Ideas come in different forms and have different scales. Most bad ideas can be recognized as bad right away. Good ideas can be good to varying degrees. In theory, a good business idea is one that solves a problem skillfully and does not have any significant flaws. But not every good idea can make your business viable.
For example, although the idea is good, it may not be cost-effective, which is an obstacle to significant profits. If you have a good idea, but you are not sure that it is sustainable and suitable as a basis for a real business, ask yourself the following questions:
Does my business idea solve common problems?
The first question you should ask yourself is a simple one. Think about your idea. Does it solve any common problems that the average person faces?
The first key is to solve the problem, not to introduce some innovation that no one ever needed. The second key is a common problem that your enterprise can solve. For example, if you invented a device that allows someone to play the accordion and fix a car at the same time, you probably won’t be able to reach a wide audience.
You can do some market research to support your idea, but if your product or service isn’t in demand, think twice before taking action.
Are people willing to pay for your solution?
You can do some market research to get the right answer, but even just by thinking about it, you can come to some conclusions.
Imagine that the idea didn’t come to you, and that instead someone else comes to you with it.
- Are you willing to pay for this person’s product or service?
- How much are you willing to pay for this?
These two questions should immediately tell you if this business idea has the potential to generate tangible income.
Is your business idea scalable?
Making money, believe it or not, is only the first step in the process. To thrive in business, your idea must have room for growth, ie. it must be scalable.
- Can your idea gradually expand and enter new markets?
- Can you come up with new, improved business models?
- Can you expand your business to other areas to make more money?
If your idea is not scalable, and it can only exist in its current form, it will not give you the opportunity to create a full-fledged business.
Is anyone else using this business idea?
This is an important point to check and one quick Google search should give you an idea. See if there are any other companies already using your idea. If it’s a great business idea, there’s a good chance someone has already thought about it.
If you see at least one competitor with a version of your idea that is better than yours, then your idea probably has little chance of being viable.
Can anyone else do this?
Imagine for a moment that no one before you has implemented this business idea.
- If you introduce it to the world and start selling something special or providing some useful and unique service, how easy would it be for someone else to replicate your idea?

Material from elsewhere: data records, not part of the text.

mod ledger;
mod types;

pub use ledger::Ledger;
pub use types::{Position, PositionStatus, Side, TradeLogEntry};
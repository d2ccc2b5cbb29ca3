mod asset;
mod bar;
mod ticker;

pub use asset::{Asset, AssetBook, Cursor};
pub use bar::{Bar, Resolution};
pub use ticker::{TickerAudit, TickerRecord};
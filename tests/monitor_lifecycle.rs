//! Monitor state-machine scenarios: initial backtest, idempotent daily
//! advance, quote guards, and replay equivalence.

use chrono::{Datelike, Days, NaiveDate, Utc, Weekday};
use rust_decimal::Decimal;
use rust_decimal_macros::dec;
use simtrade::application::monitor::{AdvanceOutcome, MonitorService, SkipReason};
use simtrade::application::strategies::StrategyRegistry;
use simtrade::domain::market::Bar;
use simtrade::domain::params::ParamMap;
use simtrade::domain::records::{MetricKind, Monitor, MonitorStatus, RunStatus};
use simtrade::domain::repositories::{MonitorRepo, QuoteRepo, TickerRepo};
use simtrade::infrastructure::repositories::{
    InMemoryMonitorRepo, InMemoryQuoteRepo, InMemoryTickerRepo,
};
use std::sync::Arc;

/// Weekday sequence starting Monday 2024-01-01.
fn trading_days(n: usize) -> Vec<NaiveDate> {
    let mut days = Vec::with_capacity(n);
    let mut date = NaiveDate::from_ymd_opt(2024, 1, 1).unwrap();
    while days.len() < n {
        if !matches!(date.weekday(), Weekday::Sat | Weekday::Sun) {
            days.push(date);
        }
        date = date + Days::new(1);
    }
    days
}

fn bars_for(days: &[NaiveDate]) -> Vec<Bar> {
    days.iter()
        .enumerate()
        .map(|(i, &date)| {
            let base = dec!(100) + Decimal::from(i as u64);
            Bar {
                date,
                open: base,
                high: base + dec!(2),
                low: base - dec!(1),
                close: base + dec!(1),
                volume: 500,
            }
        })
        .collect()
}

struct Harness {
    monitors: Arc<InMemoryMonitorRepo>,
    service: MonitorService,
    days: Vec<NaiveDate>,
}

async fn harness(n_days: usize) -> Harness {
    let tickers = Arc::new(InMemoryTickerRepo::new());
    let quotes = Arc::new(InMemoryQuoteRepo::new());
    let monitors = Arc::new(InMemoryMonitorRepo::new());
    let registry = Arc::new(StrategyRegistry::with_builtins());

    let days = trading_days(n_days);
    let ticker = tickers.create("ACME", "NASDAQ", "csv-file").await.unwrap();
    quotes
        .batch_upsert(ticker.id, &bars_for(&days))
        .await
        .unwrap();

    let service = MonitorService::new(
        tickers.clone() as Arc<dyn TickerRepo>,
        quotes.clone() as Arc<dyn QuoteRepo>,
        monitors.clone() as Arc<dyn MonitorRepo>,
        registry,
    );
    Harness {
        monitors,
        service,
        days,
    }
}

async fn create_monitor(h: &Harness) -> i64 {
    let monitor = Monitor {
        id: 0,
        name: "acme forward".into(),
        strategy: "long_hold".into(),
        parameters: ParamMap::new(),
        tickers: vec!["ACME".into()],
        start_date: h.days[0],
        initial_capital: dec!(10000),
        status: MonitorStatus::Initializing,
        last_processed_date: None,
        backtest_progress: 0,
        backtest_status: RunStatus::Pending,
        backtest_error: None,
        backtest_current_date: None,
        created_at: Utc::now(),
    };
    h.monitors.create(&monitor).await.unwrap()
}

#[tokio::test]
async fn test_initial_backtest_persists_dense_snapshots() {
    let h = harness(10).await;
    let id = create_monitor(&h).await;

    h.service.initial_backtest(id, h.days[5]).await.unwrap();

    let monitor = h.monitors.get(id).await.unwrap().unwrap();
    assert_eq!(monitor.status, MonitorStatus::Active);
    assert_eq!(monitor.backtest_status, RunStatus::Completed);
    assert_eq!(monitor.backtest_progress, 100);
    assert_eq!(monitor.last_processed_date, Some(h.days[5]));

    // One snapshot per trading day with quotes
    let snapshots = h.monitors.get_all_snapshots(id).await.unwrap();
    assert_eq!(snapshots.len(), 6);
    let max_date = snapshots.iter().map(|s| s.date).max().unwrap();
    assert_eq!(Some(max_date), monitor.last_processed_date);

    // Backtest metrics saved; capital flows into cumulative returns
    assert!(
        h.monitors
            .get_metrics(id, MetricKind::Backtest)
            .await
            .unwrap()
            .is_some()
    );
    let last = snapshots.last().unwrap();
    assert!(last.equity > Decimal::ZERO);
}

#[tokio::test]
async fn test_advance_processes_next_day() {
    let h = harness(10).await;
    let id = create_monitor(&h).await;
    h.service.initial_backtest(id, h.days[5]).await.unwrap();

    let outcome = h.service.advance(id, h.days[6]).await.unwrap();
    match outcome {
        AdvanceOutcome::Processed { date, .. } => assert_eq!(date, h.days[6]),
        other => panic!("expected Processed, got {other:?}"),
    }

    let monitor = h.monitors.get(id).await.unwrap().unwrap();
    assert_eq!(monitor.last_processed_date, Some(h.days[6]));
    assert_eq!(monitor.status, MonitorStatus::Active);

    // Forward metrics refreshed
    assert!(
        h.monitors
            .get_metrics(id, MetricKind::Forward)
            .await
            .unwrap()
            .is_some()
    );
}

#[tokio::test]
async fn test_advance_is_idempotent() {
    let h = harness(10).await;
    let id = create_monitor(&h).await;
    h.service.initial_backtest(id, h.days[5]).await.unwrap();
    h.service.advance(id, h.days[6]).await.unwrap();

    let snapshots_before = h.monitors.get_all_snapshots(id).await.unwrap().len();
    let trades_before = h.monitors.get_trades(id).await.unwrap().len();

    // Second advance to the same date does nothing
    let outcome = h.service.advance(id, h.days[6]).await.unwrap();
    assert_eq!(
        outcome,
        AdvanceOutcome::Skipped(SkipReason::AlreadyProcessed)
    );

    let monitor = h.monitors.get(id).await.unwrap().unwrap();
    assert_eq!(monitor.last_processed_date, Some(h.days[6]));
    assert_eq!(
        h.monitors.get_all_snapshots(id).await.unwrap().len(),
        snapshots_before
    );
    assert_eq!(h.monitors.get_trades(id).await.unwrap().len(), trades_before);
}

#[tokio::test]
async fn test_advance_skips_dates_without_quotes() {
    let h = harness(10).await;
    let id = create_monitor(&h).await;
    h.service.initial_backtest(id, h.days[5]).await.unwrap();

    // The Saturday after days[5] has no bar for the ticker
    let weekend = h
        .days[5]
        .iter_days()
        .find(|d| d.weekday() == Weekday::Sat)
        .unwrap();
    let outcome = h.service.advance(id, weekend).await.unwrap();
    assert_eq!(outcome, AdvanceOutcome::Skipped(SkipReason::NoQuotes));

    let monitor = h.monitors.get(id).await.unwrap().unwrap();
    assert_eq!(monitor.status, MonitorStatus::Active);
    assert_eq!(monitor.last_processed_date, Some(h.days[5]));
}

#[tokio::test]
async fn test_advance_tolerates_multi_day_gap() {
    let h = harness(12).await;
    let id = create_monitor(&h).await;
    h.service.initial_backtest(id, h.days[4]).await.unwrap();

    // Jump three trading days at once; each gets its own snapshot
    let outcome = h.service.advance(id, h.days[7]).await.unwrap();
    match outcome {
        AdvanceOutcome::Processed { date, .. } => assert_eq!(date, h.days[7]),
        other => panic!("expected Processed, got {other:?}"),
    }

    let snapshots = h.monitors.get_all_snapshots(id).await.unwrap();
    assert_eq!(snapshots.len(), 8);
    let dates: Vec<NaiveDate> = snapshots.iter().map(|s| s.date).collect();
    assert_eq!(dates, h.days[..8].to_vec());
}

#[tokio::test]
async fn test_replay_equivalence_one_shot_vs_stepped() {
    // Running the initial backtest through day 7 in one shot must match
    // running through day 5 and then advancing twice.
    let h_one = harness(10).await;
    let one = create_monitor(&h_one).await;
    h_one.service.initial_backtest(one, h_one.days[7]).await.unwrap();

    let h_step = harness(10).await;
    let stepped = create_monitor(&h_step).await;
    h_step
        .service
        .initial_backtest(stepped, h_step.days[5])
        .await
        .unwrap();
    h_step.service.advance(stepped, h_step.days[6]).await.unwrap();
    h_step.service.advance(stepped, h_step.days[7]).await.unwrap();

    let final_one = h_one
        .monitors
        .get_latest_snapshot(one)
        .await
        .unwrap()
        .unwrap();
    let final_step = h_step
        .monitors
        .get_latest_snapshot(stepped)
        .await
        .unwrap()
        .unwrap();

    assert_eq!(final_one.date, final_step.date);
    assert_eq!(final_one.equity, final_step.equity);
    assert_eq!(final_one.cash, final_step.cash);
    assert_eq!(final_one.cumulative_return, final_step.cumulative_return);
    assert_eq!(final_one.positions.len(), final_step.positions.len());
    for (a, b) in final_one.positions.iter().zip(&final_step.positions) {
        assert_eq!(a.ticker, b.ticker);
        assert_eq!(a.quantity, b.quantity);
        assert_eq!(a.open_price, b.open_price);
    }
    assert_eq!(final_one.strategy_variables, final_step.strategy_variables);
}

#[tokio::test]
async fn test_advance_rejects_non_active_monitor() {
    let h = harness(10).await;
    let id = create_monitor(&h).await;
    h.service.initial_backtest(id, h.days[5]).await.unwrap();
    h.monitors
        .update_status(id, MonitorStatus::Stopped)
        .await
        .unwrap();

    let err = h.service.advance(id, h.days[6]).await.unwrap_err();
    assert!(err.to_string().contains("not active"));
}

#[tokio::test]
async fn test_failed_initial_backtest_marks_monitor_failed() {
    let h = harness(10).await;

    // A monitor over a ticker with no quotes cannot initialize
    let monitor = Monitor {
        id: 0,
        name: "ghost".into(),
        strategy: "long_hold".into(),
        parameters: ParamMap::new(),
        tickers: vec!["GHOST".into()],
        start_date: h.days[0],
        initial_capital: dec!(10000),
        status: MonitorStatus::Initializing,
        last_processed_date: None,
        backtest_progress: 0,
        backtest_status: RunStatus::Pending,
        backtest_error: None,
        backtest_current_date: None,
        created_at: Utc::now(),
    };
    let id = h.monitors.create(&monitor).await.unwrap();

    assert!(h.service.initial_backtest(id, h.days[5]).await.is_err());

    let stored = h.monitors.get(id).await.unwrap().unwrap();
    assert_eq!(stored.status, MonitorStatus::Failed);
    assert_eq!(stored.backtest_status, RunStatus::Failed);
    assert!(stored.backtest_error.is_some());
}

- How easy would it be for them to make a subtle improvement in this area?
If your idea is not unique, or if it can be easily copied, the chances of it being exploited by copycats and idea thieves (working well within the law) are very high.
Can your product or service be in demand for more than a year?
This is an important issue for the sustainability of your business. Think and think critically about your idea. Is your idea something that comes and goes, or does it have a solid foundation and a long-term foundation?
If this is something unstable and coming, do not forget that your business will not work for a long time. Business ideas that will enjoy fleeting interest will not be successful in the long term. If you’re aiming for something big and solid, you need something that solves common problems on a long-term basis.
If you can confidently answer all of these questions and have done enough research, you have a good chance of turning your idea into a successful venture. Just remember, the ideas phase is only the first step of the whole process. From this point on, you will need to do an exhaustive research, write a business plan and start looking for investors. It’s a long and arduous process, but with confidence in your idea, you’ll be getting closer to the big start of your business step by step.